My first memory about elections was when I was too young to go to school, and my mother took me with her to the voting booth. She told me not to tell anyone that she was carrying into the booth a scrap of paper with a "cheat sheet" to remind her how to vote on the down-ballot candidates; she said that bringing such a thing was illegal. Was that ever really illegal, or did someone tell my mother that either erroneously or to intimidate her?
Another early memory is that my mother told me the philosophy behind not making it too easy to vote. If it's too easy to vote, then people who don't care about the issues, and haven't bothered to educate themselves about the issues or candidates, will be manipulated by others to vote the way they want them to.

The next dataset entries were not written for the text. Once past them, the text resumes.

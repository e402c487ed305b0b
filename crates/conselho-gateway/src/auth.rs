use conselho_types::api::Claims;
use conselho_types::models::Role;
use jsonwebtoken::errors::ErrorKind;
use jsonwebtoken::{DecodingKey, EncodingKey, Header, Validation, decode, encode};
use uuid::Uuid;

/// Session tokens live for 30 days.
const TOKEN_TTL_DAYS: i64 = 30;

#[derive(Debug, thiserror::Error)]
pub enum AuthError {
    #[error("token not provided")]
    MissingToken,

    #[error("token expired")]
    Expired,

    #[error("invalid token")]
    Invalid,

    #[error("not authenticated")]
    NotAuthenticated,

    #[error("could not issue token: {0}")]
    Issue(#[from] jsonwebtoken::errors::Error),
}

/// Who is on the other end of a socket or request.
#[derive(Debug, Clone, PartialEq, Eq)]
pub struct Identity {
    pub user_id: Uuid,
    pub username: String,
    pub role: Role,
}

impl From<Claims> for Identity {
    fn from(claims: Claims) -> Self {
        Self {
            user_id: claims.sub,
            username: claims.username,
            role: claims.role,
        }
    }
}

/// Issues and verifies HS256 session tokens. Shared by the WebSocket
/// handshake and the HTTP middleware.
#[derive(Clone)]
pub struct AuthGate {
    encoding: EncodingKey,
    decoding: DecodingKey,
    validation: Validation,
}

impl AuthGate {
    pub fn new(secret: &str) -> Self {
        Self {
            encoding: EncodingKey::from_secret(secret.as_bytes()),
            decoding: DecodingKey::from_secret(secret.as_bytes()),
            validation: Validation::default(),
        }
    }

    pub fn verify(&self, token: &str) -> Result<Identity, AuthError> {
        if token.trim().is_empty() {
            return Err(AuthError::MissingToken);
        }
        let data = decode::<Claims>(token, &self.decoding, &self.validation).map_err(|e| {
            match e.kind() {
                ErrorKind::ExpiredSignature => AuthError::Expired,
                _ => AuthError::Invalid,
            }
        })?;
        Ok(data.claims.into())
    }

    pub fn issue(&self, user_id: Uuid, username: &str, role: Role) -> Result<String, AuthError> {
        let exp = (chrono::Utc::now() + chrono::Duration::days(TOKEN_TTL_DAYS)).timestamp();
        self.issue_with_expiry(user_id, username, role, exp)
    }

    fn issue_with_expiry(
        &self,
        user_id: Uuid,
        username: &str,
        role: Role,
        exp: i64,
    ) -> Result<String, AuthError> {
        let claims = Claims {
            sub: user_id,
            username: username.to_string(),
            role,
            exp: exp.max(0) as usize,
        };
        Ok(encode(&Header::default(), &claims, &self.encoding)?)
    }
}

On my high school's Math Team, I was the top scorer in my year. The kids in the year ahead of me were grooming me to be the team captain for my senior year. (In my junior year I was "co-captain", which was like Vice President.) The team expected that I would easily be elected captain.
The day of the vote, a group of guys who were not on the team walked into our meeting room and voted for a guy I'll call the Dormouse. There were enough of them that the Dormouse won.When the team members protested, the guys asked us to show them a rule that said that only people who were on, or trained with, the team could vote. While we knew this wasn't fair, we had nothing in writing that gave eligibility rules for voting for Math Team captain. I was quite shaken by what felt like a coup.
We never saw Dormouse's posse again.
At a subsequent meeting, someone on the team pointed out that there was no rule that said we couldn't vote again, so we did so, and I won.
I wonder whether the Dormouse arranged to be elected so that he could state on his college applications that he was captain of the Math Team. He went on to become a philosophy professor, specializing in ethics.